### Task instructions:
If a line in the listing below has the string "RowType", copy it out.

Content starts

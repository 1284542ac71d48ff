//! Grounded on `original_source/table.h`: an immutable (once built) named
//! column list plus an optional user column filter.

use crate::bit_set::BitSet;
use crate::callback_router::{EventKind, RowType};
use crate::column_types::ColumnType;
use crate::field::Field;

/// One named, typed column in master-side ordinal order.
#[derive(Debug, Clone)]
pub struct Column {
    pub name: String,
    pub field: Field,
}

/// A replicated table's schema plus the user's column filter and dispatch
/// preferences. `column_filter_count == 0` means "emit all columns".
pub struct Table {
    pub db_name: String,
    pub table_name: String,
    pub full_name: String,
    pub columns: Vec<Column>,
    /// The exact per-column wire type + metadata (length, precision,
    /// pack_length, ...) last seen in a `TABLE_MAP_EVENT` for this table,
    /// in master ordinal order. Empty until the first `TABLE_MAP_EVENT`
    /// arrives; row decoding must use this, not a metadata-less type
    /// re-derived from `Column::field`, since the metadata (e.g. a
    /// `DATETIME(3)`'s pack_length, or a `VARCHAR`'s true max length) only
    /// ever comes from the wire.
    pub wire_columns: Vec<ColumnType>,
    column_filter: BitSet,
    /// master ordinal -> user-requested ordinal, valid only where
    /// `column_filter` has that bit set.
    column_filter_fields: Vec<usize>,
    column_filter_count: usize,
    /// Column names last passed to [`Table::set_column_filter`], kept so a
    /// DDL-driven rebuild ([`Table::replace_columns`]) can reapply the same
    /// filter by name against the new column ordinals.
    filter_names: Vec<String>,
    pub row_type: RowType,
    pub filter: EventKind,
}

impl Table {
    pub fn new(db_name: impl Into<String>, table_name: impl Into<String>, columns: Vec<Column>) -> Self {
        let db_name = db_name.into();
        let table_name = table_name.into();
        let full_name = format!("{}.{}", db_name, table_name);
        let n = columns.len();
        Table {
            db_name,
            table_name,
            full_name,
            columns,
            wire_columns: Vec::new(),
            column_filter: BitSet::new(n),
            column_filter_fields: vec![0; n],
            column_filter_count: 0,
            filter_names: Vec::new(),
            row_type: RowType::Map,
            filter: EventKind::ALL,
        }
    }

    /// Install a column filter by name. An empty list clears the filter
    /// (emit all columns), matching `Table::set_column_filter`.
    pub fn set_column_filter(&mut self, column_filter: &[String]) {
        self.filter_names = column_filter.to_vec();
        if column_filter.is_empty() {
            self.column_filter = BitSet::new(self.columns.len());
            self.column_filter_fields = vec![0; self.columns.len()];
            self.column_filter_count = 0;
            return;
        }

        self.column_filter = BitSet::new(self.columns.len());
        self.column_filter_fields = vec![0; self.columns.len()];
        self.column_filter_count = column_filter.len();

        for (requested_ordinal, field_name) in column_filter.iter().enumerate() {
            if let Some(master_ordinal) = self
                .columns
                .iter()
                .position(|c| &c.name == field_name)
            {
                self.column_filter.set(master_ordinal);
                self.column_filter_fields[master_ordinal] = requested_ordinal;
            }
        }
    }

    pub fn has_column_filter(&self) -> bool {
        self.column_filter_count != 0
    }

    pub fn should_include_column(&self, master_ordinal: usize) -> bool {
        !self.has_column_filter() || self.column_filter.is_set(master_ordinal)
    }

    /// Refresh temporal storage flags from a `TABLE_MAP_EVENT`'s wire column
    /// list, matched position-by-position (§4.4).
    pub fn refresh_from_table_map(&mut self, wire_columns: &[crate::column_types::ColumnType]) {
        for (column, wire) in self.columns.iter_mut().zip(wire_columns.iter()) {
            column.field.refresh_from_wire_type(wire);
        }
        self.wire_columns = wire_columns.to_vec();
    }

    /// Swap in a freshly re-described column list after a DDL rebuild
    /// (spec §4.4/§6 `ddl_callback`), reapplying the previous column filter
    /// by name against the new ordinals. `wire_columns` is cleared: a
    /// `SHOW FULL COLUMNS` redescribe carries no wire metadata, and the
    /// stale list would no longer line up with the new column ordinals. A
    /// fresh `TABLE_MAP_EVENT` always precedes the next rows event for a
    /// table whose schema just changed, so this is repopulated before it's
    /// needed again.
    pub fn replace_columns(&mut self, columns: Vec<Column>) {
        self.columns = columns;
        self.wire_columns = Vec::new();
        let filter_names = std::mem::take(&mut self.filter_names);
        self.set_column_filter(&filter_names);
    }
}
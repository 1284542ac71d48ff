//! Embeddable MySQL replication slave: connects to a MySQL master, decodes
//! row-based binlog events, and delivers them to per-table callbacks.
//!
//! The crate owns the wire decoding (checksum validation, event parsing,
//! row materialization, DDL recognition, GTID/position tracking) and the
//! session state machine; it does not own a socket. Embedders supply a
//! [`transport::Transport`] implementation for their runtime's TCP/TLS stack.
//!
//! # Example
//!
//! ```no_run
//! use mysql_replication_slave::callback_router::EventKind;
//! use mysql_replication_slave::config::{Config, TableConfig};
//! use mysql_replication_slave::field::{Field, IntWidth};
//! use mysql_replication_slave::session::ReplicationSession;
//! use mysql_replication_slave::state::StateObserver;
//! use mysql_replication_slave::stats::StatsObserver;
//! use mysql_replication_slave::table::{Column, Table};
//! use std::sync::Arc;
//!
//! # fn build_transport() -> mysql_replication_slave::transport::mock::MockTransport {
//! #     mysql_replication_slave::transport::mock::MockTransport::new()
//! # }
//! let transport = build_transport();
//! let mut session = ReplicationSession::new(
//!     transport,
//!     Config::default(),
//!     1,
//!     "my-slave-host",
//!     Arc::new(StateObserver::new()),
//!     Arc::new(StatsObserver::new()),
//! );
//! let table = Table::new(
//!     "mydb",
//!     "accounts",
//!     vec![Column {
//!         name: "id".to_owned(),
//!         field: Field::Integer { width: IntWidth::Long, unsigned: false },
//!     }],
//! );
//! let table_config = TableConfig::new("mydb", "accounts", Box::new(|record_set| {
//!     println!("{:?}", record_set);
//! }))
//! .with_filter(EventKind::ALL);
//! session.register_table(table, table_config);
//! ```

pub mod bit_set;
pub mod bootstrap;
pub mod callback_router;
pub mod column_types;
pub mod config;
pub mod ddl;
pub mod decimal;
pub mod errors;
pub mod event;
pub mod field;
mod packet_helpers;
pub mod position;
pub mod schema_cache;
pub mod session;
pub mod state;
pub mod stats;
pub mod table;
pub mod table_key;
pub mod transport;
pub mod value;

Content ends

### Response:
use crate::callback_router::{EventKind, RowType};
    pub row_type: RowType,
            row_type: RowType::Map,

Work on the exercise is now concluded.